Castillo was outrighted off the 40 man roster in 2016 and hasn’t been back on it since. Four years into his seven year contract the Red Sox have gotten seven home runs, seven stolen bases and five errors out of their 72.5 million dollar man. Castillo’s contract will only count against the luxury tax if he is added to the 40-man roster, so while there is still a little hope for salvaging some value, he would have to make a big impression to be given another chance. He made strides last season, batting .314 with 15 homers across 87 games in Pawtucket. Will he get another chance to prove himself?

Mark Whiten

Nicknamed “Hard Hittin’ Whiten”, it is not hard to figure out what Whiten did well. He had his breakout year with the Cardinals in 1993, hitting 25 home runs while driving in 99 runs. That year he also tied Major League records by hitting 4 home runs and driving in 12 runners in one game! The next year, shortened by a strike, Whiten posted a career high .849 OPS. He also had a cannon for an arm out in right field, throwing out 47 base runners over the previous four seasons.

The Red Sox acquired Whiten from the Cardinals in advance of the 1995 season. With how he’d hit the ball in recent seasons, he would fit nicely into a revamped lineup. Well, that was the thought anyways. Whiten lasted with the team until July 24th when they finally shipped him off to Philadelphia. In that time, “Hard Hittin’ Whiten” had managed to hit one home run and three doubles. His batting average was below the Mendoza Line at .185. His rate stats fell off a cliff, posting a .239/.241/.480 triple slash. Instead of Whiten filling the need in right field, Troy O’leary, picked off the scrap heap from Milwaukee answered the call.

As for Whiten, his bat rebounded pretty quickly after leaving Boston, posting an .846 OPS the rest of the way with the Phillies. In 1996, he was mostly good again, hitting 22 home runs with an .848 OPS. So, he was good his two years prior to joining the Red Sox, and just as good, if not better after leaving Boston. In between, he couldn’t hit his own weight. The only thing he did keep in Boston was his strong arm, throwing out four base runners from right field in 31 games.

Wily Mo Pena

Pena was not designed to be a right fielder in Fenway Park. He had little range, and little glove, and the spacious confines of right field did not suit him.
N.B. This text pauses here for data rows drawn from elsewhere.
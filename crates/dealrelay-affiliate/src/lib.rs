//! Affiliate link resolution.
//!
//! Turns a canonical product URL into a monetized referral URL through a
//! priority-ordered strategy list: remote API, then template substitution,
//! then prefix concatenation. Strategy failures are soft — the next
//! strategy is tried — and only a fully exhausted (or empty) strategy list
//! fails resolution. The pipeline never publishes a non-monetized URL.

pub mod client;
pub mod error;
pub mod strategy;

pub use client::AffiliateApiClient;
pub use error::AffiliateError;
pub use strategy::AffiliateResolver;
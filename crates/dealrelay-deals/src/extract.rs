//! Commercial URL extraction from free-form message text.
//!
//! Pure string work only — redirector expansion lives in
//! [`crate::resolve`] because it needs the network.

use std::sync::LazyLock;

use regex::Regex;
use sha2::{Digest, Sha256};

use dealrelay_core::ExtractedLink;

static URL_RE: LazyLock<Regex> =
    LazyLock::new(|| Regex::new(r#"https?://[^\s<>"()]+"#).expect("valid url regex"));

static ITEM_RE: LazyLock<Regex> =
    LazyLock::new(|| Regex::new(r"/item/(\d+)(?:\.html)?").expect("valid item regex"));

/// Short-link hosts known to front product URLs.
const REDIRECTOR_HOSTS: &[&str] = &["s.click.aliexpress.com", "bit.ly", "tinyurl.com"];

/// Scans message text for qualifying commercial URLs, in order of
/// appearance.
///
/// Direct product URLs are canonicalized immediately and carry their item
/// id. Redirector URLs are kept as-is with no id; callers resolve them via
/// [`crate::resolve::RedirectResolver`].
#[must_use]
pub fn extract_links(text: &str) -> Vec<ExtractedLink> {
    URL_RE
        .find_iter(text)
        .map(|m| m.as_str().trim_end_matches(['.', ',', ';', '!', '?']))
        .filter(|url| is_qualifying(url))
        .map(|url| match item_id(url) {
            Some(id) => ExtractedLink {
                original_url: url.to_owned(),
                normalized_url: canonical_product_url(&id),
                product_id: Some(id),
            },
            None => ExtractedLink {
                original_url: url.to_owned(),
                normalized_url: url.to_owned(),
                product_id: None,
            },
        })
        .collect()
}

/// True when `url` is a direct product-domain URL or a known redirector.
#[must_use]
pub(crate) fn is_qualifying(url: &str) -> bool {
    let host = host_of(url);
    host.contains("aliexpress") || REDIRECTOR_HOSTS.iter().any(|h| host == *h)
}

/// Extracts the numeric item id from a direct product URL.
#[must_use]
pub(crate) fn item_id(url: &str) -> Option<String> {
    ITEM_RE
        .captures(url)
        .map(|caps| caps[1].to_owned())
}

/// Canonical product URL for an item id: scheme, host, and path only.
#[must_use]
pub(crate) fn canonical_product_url(id: &str) -> String {
    format!("https://www.aliexpress.com/item/{id}.html")
}

/// Fallback identity for an unresolvable short link: a digest of its opaque
/// path token. Returns `None` when the path carries no token at all — such
/// links stay without an id and are never deduplicated.
#[must_use]
pub(crate) fn fallback_identity(url: &str) -> Option<String> {
    let path = url.splitn(4, '/').nth(3)?;
    let token = path.split(['?', '#']).next().unwrap_or("");
    let token = token.trim_matches('/');
    if token.is_empty() {
        return None;
    }
    let digest = Sha256::digest(token.as_bytes());
    let mut hex = String::with_capacity(16);
    for byte in &digest[..8] {
        hex.push_str(&format!("{byte:02x}"));
    }
    Some(hex)
}

fn host_of(url: &str) -> String {
    url.trim_start_matches("https://")
        .trim_start_matches("http://")
        .split(['/', '?', '#'])
        .next()
        .unwrap_or("")
        .to_lowercase()
}
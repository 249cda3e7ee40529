pub mod app_config;
pub mod config;
pub mod keywords;
pub mod types;

pub use app_config::AppConfig;
pub use config::{load_app_config, load_app_config_from_env, ConfigError};
pub use keywords::DEFAULT_ALLOW_KEYWORDS;
pub use types::{CandidateMessage, DealHints, ExtractedLink, RenderedPost, SkipReason};
//! Deal classification: ordered short-circuit checks with per-check skip
//! reasons.

use chrono::{DateTime, Duration, Utc};

use dealrelay_core::{AppConfig, CandidateMessage, ExtractedLink, SkipReason, DEFAULT_ALLOW_KEYWORDS};

/// Classification policy, derived from configuration once per run.
#[derive(Debug, Clone)]
pub struct ClassifyPolicy {
    pub max_age_minutes: i64,
    /// `0` disables the view threshold.
    pub min_views: u64,
    /// Empty means the built-in defaults apply.
    pub allow: Vec<String>,
    pub block: Vec<String>,
}

impl ClassifyPolicy {
    #[must_use]
    pub fn from_config(config: &AppConfig) -> Self {
        Self {
            max_age_minutes: config.max_message_age_minutes,
            min_views: config.min_views,
            allow: config.keywords_allow.clone(),
            block: config.keywords_block.clone(),
        }
    }
}

/// Decides whether a candidate is a postable deal.
///
/// Checks run in a fixed order and short-circuit on the first failure,
/// each with its own skip reason:
///
/// 1. age → [`SkipReason::Stale`]
/// 2. link presence → [`SkipReason::NoLink`]
/// 3. block-list → [`SkipReason::BlockedKeyword`] (evaluated before the
///    allow-list so a single blocked term vetoes regardless of matches)
/// 4. allow-list → [`SkipReason::NoAllowKeyword`]
/// 5. view threshold → [`SkipReason::LowViews`]; unknown view counts fail
///    open
///
/// # Errors
///
/// Returns the skip reason of the first failing check.
pub fn classify(
    message: &CandidateMessage,
    links: &[ExtractedLink],
    policy: &ClassifyPolicy,
    now: DateTime<Utc>,
) -> Result<(), SkipReason> {
    if now - message.timestamp > Duration::minutes(policy.max_age_minutes) {
        return Err(SkipReason::Stale);
    }

    if links.is_empty() {
        return Err(SkipReason::NoLink);
    }

    let haystack = message.text.to_lowercase();

    if matches_any(&haystack, &policy.block) {
        return Err(SkipReason::BlockedKeyword);
    }

    let allow_hit = if policy.allow.is_empty() {
        DEFAULT_ALLOW_KEYWORDS
            .iter()
            .any(|kw| haystack.contains(kw))
    } else {
        matches_any(&haystack, &policy.allow)
    };
    if !allow_hit {
        return Err(SkipReason::NoAllowKeyword);
    }

    if let Some(views) = message.views {
        if views < policy.min_views {
            return Err(SkipReason::LowViews);
        }
    }

    Ok(())
}

/// Case-insensitive substring match: `haystack` must already be lowercased,
/// keywords are lowercased per call.
fn matches_any(haystack: &str, keywords: &[String]) -> bool {
    keywords
        .iter()
        .any(|kw| haystack.contains(&kw.to_lowercase()))
}

#[cfg(test)]
mod tests {
    use chrono::Duration;

    use super::*;

    fn policy() -> ClassifyPolicy {
        ClassifyPolicy {
            max_age_minutes: 240,
            min_views: 0,
            allow: Vec::new(),
            block: Vec::new(),
        }
    }

    fn message(text: &str, age_minutes: i64, views: Option<u64>) -> (CandidateMessage, DateTime<Utc>) {
        let now = Utc::now();
        let msg = CandidateMessage {
            id: 1,
            channel: "source".to_owned(),
            text: text.to_owned(),
            views,
            timestamp: now - Duration::minutes(age_minutes),
            has_media: false,
        };
        (msg, now)
    }

    fn product_link() -> Vec<ExtractedLink> {
        vec![ExtractedLink {
            original_url: "https://www.aliexpress.com/item/42.html".to_owned(),
            normalized_url: "https://www.aliexpress.com/item/42.html".to_owned(),
            product_id: Some("42".to_owned()),
        }]
    }

    #[test]
    fn stale_message_rejected_first() {
        // 300 minutes old against a 240-minute bound; no link either, but
        // the age check short-circuits first.
        let (msg, now) = message("deal", 300, None);
        assert_eq!(classify(&msg, &[], &policy(), now), Err(SkipReason::Stale));
    }

    #[test]
    fn missing_link_rejected() {
        let (msg, now) = message("great deal today", 10, None);
        assert_eq!(classify(&msg, &[], &policy(), now), Err(SkipReason::NoLink));
    }

    #[test]
    fn blocked_keyword_vetoes_allow_match() {
        let mut p = policy();
        p.block = vec!["giveaway".to_owned()];
        p.allow = vec!["deal".to_owned()];
        let (msg, now) = message("deal GIVEAWAY inside", 10, None);
        assert_eq!(
            classify(&msg, &product_link(), &p, now),
            Err(SkipReason::BlockedKeyword)
        );
    }

    #[test]
    fn block_match_is_case_insensitive() {
        let mut p = policy();
        p.block = vec!["SCAM".to_owned()];
        let (msg, now) = message("total scam deal", 10, None);
        assert_eq!(
            classify(&msg, &product_link(), &p, now),
            Err(SkipReason::BlockedKeyword)
        );
    }

    #[test]
    fn no_allow_keyword_rejected() {
        let mut p = policy();
        p.allow = vec!["sale".to_owned()];
        let (msg, now) = message("look at this thing", 10, None);
        assert_eq!(
            classify(&msg, &product_link(), &p, now),
            Err(SkipReason::NoAllowKeyword)
        );
    }

    #[test]
    fn empty_allow_list_uses_defaults() {
        // "מבצע" is in the built-in defaults.
        let (msg, now) = message("מבצע מטורף", 10, None);
        assert_eq!(classify(&msg, &product_link(), &policy(), now), Ok(()));
    }

    #[test]
    fn default_allow_misses_plain_text() {
        let (msg, now) = message("just a product", 10, None);
        assert_eq!(
            classify(&msg, &product_link(), &policy(), now),
            Err(SkipReason::NoAllowKeyword)
        );
    }

    #[test]
    fn low_views_rejected() {
        let mut p = policy();
        p.min_views = 1500;
        let (msg, now) = message("deal", 10, Some(900));
        assert_eq!(
            classify(&msg, &product_link(), &p, now),
            Err(SkipReason::LowViews)
        );
    }

    #[test]
    fn unknown_views_fail_open() {
        let mut p = policy();
        p.min_views = 1500;
        let (msg, now) = message("deal", 10, None);
        assert_eq!(classify(&msg, &product_link(), &p, now), Ok(()));
    }

    #[test]
    fn qualifying_message_passes() {
        let mut p = policy();
        p.min_views = 1500;
        let (msg, now) = message("hot deal", 10, Some(2000));
        assert_eq!(classify(&msg, &product_link(), &p, now), Ok(()));
    }

    #[test]
    fn check_order_link_before_keywords() {
        let mut p = policy();
        p.block = vec!["scam".to_owned()];
        let (msg, now) = message("scam without a link", 10, None);
        assert_eq!(classify(&msg, &[], &p, now), Err(SkipReason::NoLink));
    }
}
Pena was a big man, standing at 6’3″ 260, and had hit 26 home runs in only 336 at-bats in 2004 with the Reds. The biggest problem, the Red Sox traded fan favorite and durable workhorse Bronson Arroyo to acquire him. Arroyo had won 24 games the previous two seasons and had pitched 200 innings in 2005 for the Red Sox. The team would miss his arm, as the rotation experienced injuries and ineffectiveness all season.

Pena had a good first season at the plate, batting .301 with 11 home runs and an .838 OPS in 276 at-bats. He showed the same underlying concerns he had in Cincinnati though, walking just 20 times as opposed to 90 strike outs. He also posted a -0.9 dWAR that season, a number he would duplicate with the Red Sox in 2007.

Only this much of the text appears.